Ketua Program Studi Psikologi Universitas Nahdlatul Ulama Indonesia (Unusia), Elmy Bonafita Zahro, menjelaskan flexing adalah perilaku tak sehat. Sedikitnya, terdapat tiga dampak negatif dari kebiasaan flexing.


“Fenomena sosial ini jelas tidak sehat jika tujuannya hanya untuk dipandang ‘hebat’ atau ‘sukses’ oleh orang lain karena orang tersebut berarti butuh pengakuan orang lain,” kata Elmy saat dihubungi NU Online, Rabu (11/5/2022).

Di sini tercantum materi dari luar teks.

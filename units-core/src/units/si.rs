//! SI base units, coherent derived units and decimal prefixes.
//!
//! Base vectors are built with [`UnitData::new`] in the canonical argument order; everything else is composed from
//! them with the `const` algebra of [`PreciseUnit`].
//!
//! ```rust
//! use units_core::units::si::{J, M, N};
//!
//! assert_eq!(N.multiply(M), J);
//! ```

use crate::{PreciseUnit, UnitData};

const fn base(
    meter: i32,
    kilogram: i32,
    second: i32,
    ampere: i32,
    kelvin: i32,
    mole: i32,
    candela: i32,
    currency: i32,
    count: i32,
    radian: i32,
) -> PreciseUnit {
    PreciseUnit::from_base(UnitData::new(
        meter, kilogram, second, ampere, kelvin, mole, candela, currency, count, radian, false, false, false, false,
    ))
}

// ─────────────────────────────────────────────────────────────────────────────
// Base units
// ─────────────────────────────────────────────────────────────────────────────

/// Metre.
pub const M: PreciseUnit = base(1, 0, 0, 0, 0, 0, 0, 0, 0, 0);
/// Kilogram.
pub const KG: PreciseUnit = base(0, 1, 0, 0, 0, 0, 0, 0, 0, 0);
/// Second.
pub const S: PreciseUnit = base(0, 0, 1, 0, 0, 0, 0, 0, 0, 0);
/// Ampere.
pub const A: PreciseUnit = base(0, 0, 0, 1, 0, 0, 0, 0, 0, 0);
/// Kelvin.
pub const K: PreciseUnit = base(0, 0, 0, 0, 1, 0, 0, 0, 0, 0);
/// Mole.
pub const MOL: PreciseUnit = base(0, 0, 0, 0, 0, 1, 0, 0, 0, 0);
/// Candela.
pub const CD: PreciseUnit = base(0, 0, 0, 0, 0, 0, 1, 0, 0, 0);
/// Generic currency unit (`$`).
pub const CURRENCY: PreciseUnit = base(0, 0, 0, 0, 0, 0, 0, 1, 0, 0);
/// Generic count of items.
pub const COUNT: PreciseUnit = base(0, 0, 0, 0, 0, 0, 0, 0, 1, 0);
/// Radian.
pub const RAD: PreciseUnit = base(0, 0, 0, 0, 0, 0, 0, 0, 0, 1);

// ─────────────────────────────────────────────────────────────────────────────
// Decimal prefixes (dimensionless scale factors)
// ─────────────────────────────────────────────────────────────────────────────

/// Dimensionless `1`.
pub const ONE: PreciseUnit = PreciseUnit::ONE;
/// 10
pub const TEN: PreciseUnit = ONE.scaled(10.0);
/// 100
pub const HUNDRED: PreciseUnit = ONE.scaled(100.0);
/// 1e-1
pub const DECI: PreciseUnit = ONE.scaled(0.1);
/// 1e-2
pub const CENTI: PreciseUnit = ONE.scaled(0.01);
/// 1e-3
pub const MILLI: PreciseUnit = ONE.scaled(1e-3);
/// 1e-6
pub const MICRO: PreciseUnit = ONE.scaled(1e-6);
/// 1e-9
pub const NANO: PreciseUnit = ONE.scaled(1e-9);
/// 1e-12
pub const PICO: PreciseUnit = ONE.scaled(1e-12);
/// 1e-15
pub const FEMTO: PreciseUnit = ONE.scaled(1e-15);
/// 1e-18
pub const ATTO: PreciseUnit = ONE.scaled(1e-18);
/// 1e3
pub const KILO: PreciseUnit = ONE.scaled(1e3);
/// 1e6
pub const MEGA: PreciseUnit = ONE.scaled(1e6);
/// 1e9
pub const GIGA: PreciseUnit = ONE.scaled(1e9);
/// 1e12
pub const TERA: PreciseUnit = ONE.scaled(1e12);
/// 1e15
pub const PETA: PreciseUnit = ONE.scaled(1e15);
/// 1e18
pub const EXA: PreciseUnit = ONE.scaled(1e18);

// ─────────────────────────────────────────────────────────────────────────────
// Coherent derived units
// ─────────────────────────────────────────────────────────────────────────────

/// Hertz.
pub const HZ: PreciseUnit = S.inv();
/// Newton.
pub const N: PreciseUnit = KG.multiply(M).divide(S.pow(2));
/// Pascal.
pub const PA: PreciseUnit = N.divide(M.pow(2));
/// Joule.
pub const J: PreciseUnit = N.multiply(M);
/// Watt.
pub const W: PreciseUnit = J.divide(S);
/// Coulomb.
pub const C: PreciseUnit = A.multiply(S);
/// Volt.
pub const V: PreciseUnit = W.divide(A);
/// Ohm.
pub const OHM: PreciseUnit = V.divide(A);
/// Siemens.
pub const SIEMENS: PreciseUnit = OHM.inv();
/// Farad.
pub const F: PreciseUnit = C.divide(V);
/// Weber.
pub const WB: PreciseUnit = V.multiply(S);
/// Tesla.
pub const T: PreciseUnit = WB.divide(M.pow(2));
/// Henry.
pub const H: PreciseUnit = WB.divide(A);
/// Steradian (square radian).
pub const SR: PreciseUnit = RAD.pow(2);
/// Lumen.
pub const LM: PreciseUnit = CD.multiply(SR);
/// Lux.
pub const LX: PreciseUnit = LM.divide(M.pow(2));
/// Becquerel.
pub const BQ: PreciseUnit = S.inv();
/// Gray.
pub const GY: PreciseUnit = J.divide(KG);
/// Sievert.
pub const SV: PreciseUnit = J.divide(KG);
/// Katal.
pub const KAT: PreciseUnit = MOL.divide(S);

// ─────────────────────────────────────────────────────────────────────────────
// Common prefixed forms
// ─────────────────────────────────────────────────────────────────────────────

/// Centimetre.
pub const CM: PreciseUnit = M.scaled(0.01);
/// Millimetre.
pub const MM: PreciseUnit = M.scaled(1e-3);
/// Micrometre.
pub const UM: PreciseUnit = M.scaled(1e-6);
/// Nanometre.
pub const NM: PreciseUnit = M.scaled(1e-9);
/// Kilometre.
pub const KM: PreciseUnit = M.scaled(1e3);
/// Gram.
pub const G: PreciseUnit = KG.scaled(1e-3);
/// Milligram.
pub const MG: PreciseUnit = KG.scaled(1e-6);
/// Millisecond.
pub const MS: PreciseUnit = S.scaled(1e-3);
/// Microsecond.
pub const US: PreciseUnit = S.scaled(1e-6);
/// Nanosecond.
pub const NS: PreciseUnit = S.scaled(1e-9);
/// Milliampere.
pub const MA: PreciseUnit = A.scaled(1e-3);
/// Kilovolt.
pub const KV: PreciseUnit = V.scaled(1e3);
/// Milliwatt.
pub const MW_MILLI: PreciseUnit = W.scaled(1e-3);
/// Kilowatt.
pub const KW: PreciseUnit = W.scaled(1e3);
/// Megawatt.
pub const MW: PreciseUnit = W.scaled(1e6);
/// Litre.
pub const L: PreciseUnit = M.pow(3).scaled(1e-3);
/// Millilitre.
pub const ML: PreciseUnit = L.scaled(1e-3);
/// Minute.
pub const MIN: PreciseUnit = S.scaled(60.0);
/// Hour.
pub const HR: PreciseUnit = S.scaled(3600.0);
/// Kilowatt-hour.
pub const KWH: PreciseUnit = KW.multiply(HR);
/// Megawatt-hour.
pub const MWH: PreciseUnit = MW.multiply(HR);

Pertama, merugi secara psikis. Elmy menuturkan, seseorang yang melakukan flexing umumnya berharap untuk mendapatkan pujian dan pengakuan dari orang lain. Hal ini tentunya akan sangat melelahkan bagi pelaku flexing tersebut.


“Dia berusaha melakukan apapun untuk tampil dan terlihat hebat untuk mendapat respon ‘wah’ dari orang sekitar,” kata ungkap dosen yang juga tergabung dalam Lembaga Psikologi Terapan Universitas Indonesia itu.


Kedua, mengikis jati diri. Kebiasaan flexing cenderung dilakukan semata-mata untuk mendapatkan pengakuan. Perilaku ini akan membuat seseorang menjadi peduli pada penilaian dari orang lain.


“Orang tersebut selalu memerlukan validasi. Selain itu, beberapa orang ada yang sampai berbohong atau bukan menggunakan barang pribadi hanya karena ingin tampil hebat,” jabar psikolog lulusan Universitas Indonesia itu.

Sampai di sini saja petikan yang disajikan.